Families would flock to Broad Ripple in those days to lounge and picnic along the banks of the White River, which in the broadest spots was so shallow that the water would ripple over the rocks and stones where the White River forms a natural oxbow. From this lucky confluence of nature and terminology we get the name "Broad Ripple." 

In the 20th century, as Americans gradually discovered that physical activity was actually good for you, later generations of Indy residents continued this tradition of relaxation and rejuvenation with the enormous public swimming pool at Broad Ripple Park, which is still in operation and open to all for a small daily fee. Broad Ripple was annexed into the city of Indianapolis in 1922, a move that was not without controversy, and pretty much ever since the leadership of the Village has made serious efforts to maintain the area's distinctive personality and panache.


Today, BRip also works hard on its reputation as the preferred place for Indy locals to hone their R&R skills with its dense concentration of bars, restaurants, galleries, music venues, shops, and boutiques. According to disputed Internet lore, Indianapolis native Kurt Vonnegut loved to get drunk in the bars and taverns of Broad Ripple, and supposedly spent a lot of time at the Red Key Tavern on College and 52nd Street. This old school pub still outlaws cursing and only accepts cash. (Yes, I am aware that the Red Key is technically in Meridian-Kessler, but if anything this further suggests BRip's blob-like sprawl.)  

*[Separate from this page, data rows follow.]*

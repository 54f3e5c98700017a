#![deny(clippy::all)]

use async_trait::async_trait;
use serde_json::Value;
use shared::Result;
use shared_http::api::{
    AnalyticsOverview, AnalyzeContentRequest, ApiResponse, AuthPayload, ConnectInstagramRequest,
    ConnectionProvider, CreatePostRequest, DashboardSummary, GenerateContentRequest,
    GeneratedContent, HashtagRequest, HashtagSuggestions, InstagramAccount,
    InstagramConnectResponse, InstagramConnectionStatus, LoginRequest, MediaPage, MediaQuery,
    MediaUpload, MentionRequest, MentionSuggestions, NotificationList, OptimizeContentRequest,
    OptimizedContent, PlatformConnectionStatus, Post, PostList, PostQuery, RegisterRequest,
    UpdatePasswordRequest, UpdatePostRequest, User, UserProfile, VerifyPasswordRequest,
    YouTubeChannel,
};

// Ports are the seams between the data layer and the outside world

/// Port for the REST backend.
///
/// Every method answers with the raw response envelope; callers decide whether
/// a missing payload is an error (`into_data`) or an empty result
/// (`into_optional`, used for 304 answers).
#[async_trait]
pub trait Backend: Send + Sync + 'static {
    // auth
    async fn login(&self, request: &LoginRequest) -> Result<ApiResponse<AuthPayload>>;
    async fn register(&self, request: &RegisterRequest) -> Result<ApiResponse<AuthPayload>>;
    async fn current_user(&self) -> Result<ApiResponse<User>>;
    async fn logout(&self) -> Result<ApiResponse<Value>>;

    // account settings
    async fn user_profile(&self) -> Result<ApiResponse<UserProfile>>;
    async fn verify_password(&self, request: &VerifyPasswordRequest) -> Result<ApiResponse<Value>>;
    async fn update_password(&self, request: &UpdatePasswordRequest) -> Result<ApiResponse<Value>>;

    async fn dashboard(&self) -> Result<ApiResponse<DashboardSummary>>;

    // posts
    async fn list_posts(&self, query: &PostQuery) -> Result<ApiResponse<PostList>>;
    async fn get_post(&self, id: &str) -> Result<ApiResponse<Post>>;
    async fn create_post(&self, request: &CreatePostRequest) -> Result<ApiResponse<Post>>;
    async fn update_post(&self, id: &str, request: &UpdatePostRequest) -> Result<ApiResponse<Post>>;
    async fn delete_post(&self, id: &str) -> Result<ApiResponse<Value>>;
    async fn publish_post(&self, id: &str) -> Result<ApiResponse<Value>>;

    // analytics
    async fn analytics_overview(&self) -> Result<ApiResponse<AnalyticsOverview>>;
    async fn post_analytics(&self, post_id: &str) -> Result<ApiResponse<Value>>;

    // scheduler
    async fn scheduler_status(&self) -> Result<ApiResponse<Value>>;
    async fn trigger_scheduler(&self) -> Result<ApiResponse<Value>>;
    async fn scheduler_upcoming(&self) -> Result<ApiResponse<PostList>>;

    // instagram
    async fn instagram_connection_status(&self) -> Result<ApiResponse<InstagramConnectionStatus>>;
    async fn connect_instagram(
        &self,
        request: &ConnectInstagramRequest,
    ) -> Result<ApiResponse<InstagramConnectResponse>>;
    async fn instagram_accounts(&self) -> Result<ApiResponse<Vec<InstagramAccount>>>;
    async fn disconnect_instagram_account(&self, account_id: &str) -> Result<ApiResponse<Value>>;

    // other providers
    async fn provider_status(
        &self,
        provider: ConnectionProvider,
    ) -> Result<ApiResponse<PlatformConnectionStatus>>;
    async fn youtube_channel(&self) -> Result<ApiResponse<YouTubeChannel>>;

    // media
    async fn list_media(&self, query: &MediaQuery) -> Result<ApiResponse<MediaPage>>;
    async fn media_by_folder(&self, folder: &str) -> Result<ApiResponse<MediaPage>>;
    async fn search_media(&self, term: &str) -> Result<ApiResponse<MediaPage>>;
    async fn recent_media(&self, limit: u32) -> Result<ApiResponse<MediaPage>>;
    async fn media_stats(&self) -> Result<ApiResponse<Value>>;
    async fn media_folders(&self) -> Result<ApiResponse<Value>>;
    async fn upload_media(&self, files: Vec<MediaUpload>) -> Result<ApiResponse<MediaPage>>;
    async fn delete_media(&self, id: &str) -> Result<ApiResponse<Value>>;

    // notifications
    async fn notifications(&self) -> Result<ApiResponse<NotificationList>>;
    async fn mark_notification_read(&self, id: &str) -> Result<ApiResponse<Value>>;
    async fn mark_all_notifications_read(&self) -> Result<ApiResponse<Value>>;
    async fn delete_notification(&self, id: &str) -> Result<ApiResponse<Value>>;

    // content assistant
    async fn generate_content(
        &self,
        request: &GenerateContentRequest,
    ) -> Result<ApiResponse<GeneratedContent>>;
    async fn suggest_hashtags(&self, request: &HashtagRequest) -> Result<ApiResponse<HashtagSuggestions>>;
    async fn suggest_mentions(&self, request: &MentionRequest) -> Result<ApiResponse<MentionSuggestions>>;
    async fn optimize_content(
        &self,
        request: &OptimizeContentRequest,
    ) -> Result<ApiResponse<OptimizedContent>>;
    async fn analyze_content(&self, request: &AnalyzeContentRequest) -> Result<ApiResponse<Value>>;
    async fn assistant_health(&self) -> Result<ApiResponse<Value>>;

    async fn health(&self) -> Result<ApiResponse<Value>>;
}

/// Port for the persisted login session (bearer token + cached user).
#[async_trait]
pub trait SessionRepository: Send + Sync + 'static {
    async fn token(&self) -> Option<String>;

    async fn user(&self) -> Option<User>;

    /// Persist a fresh login
    async fn save(&self, token: String, user: User) -> Result<()>;

    async fn set_token(&self, token: Option<String>) -> Result<()>;

    async fn set_user(&self, user: Option<User>) -> Result<()>;

    /// Forget token and user (logout or rejected session)
    async fn clear(&self) -> Result<()>;
}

Another testament to outdoor fitness, Indy's Monon rail-trail runs right through the heart of BRip's "Core Village," as it's called, and in the last decade or so, as the population growth has spilled into nearby neighborhoods, the surrounding environs have benefitted from the general re-gentrification of the area. 

Looking westward along Broad Ripple Avenue. The Pure gas station is now a Jimmy John's; the Zenith retailer on the right is a Starbucks. 
Naturally, any neighborhood like this is going to be stocked to the gills with good pizza worth checking out. 

Average Joe's serves a totally respectable take on Indiana Midwestern bar pizza, a style I've written about previously. Their thin crust is cardboard thin, but I mean that in a good way; they also serve a deep dish-style that's well worth checking out. 

As with all pizzas in this style, they really lay on the cheese, a nice blend of mozzarella with accents of cheddar. The quality on this pic isn't great, but you can still tell that they pile on the toppings. I ordered this with gobs of pineapple, mushrooms, and banana peppers. 


Yes, the pineapples are canned, a cardinal sin of pizza-making for which I have taken other pizzerias to task, such as Mike's Italian Grill in Kokomo. But here's what makes Average Joe's a special place for pizza: on Sundays and on some holidays (like today), all of their pizzas are half price. Half. Price. 


All pies come with your choice of three toppings, and I think they charge a measly $1.50 for extras. In any case, you can get a 3-topping, 16" pie for $10 on Sundays (eat-in only), which makes at least one of us really happy. 

Joni's take on half-price pizza: 



Grade = B (Yes, Average Joe's pizza is decidedly above average.)

Class = O.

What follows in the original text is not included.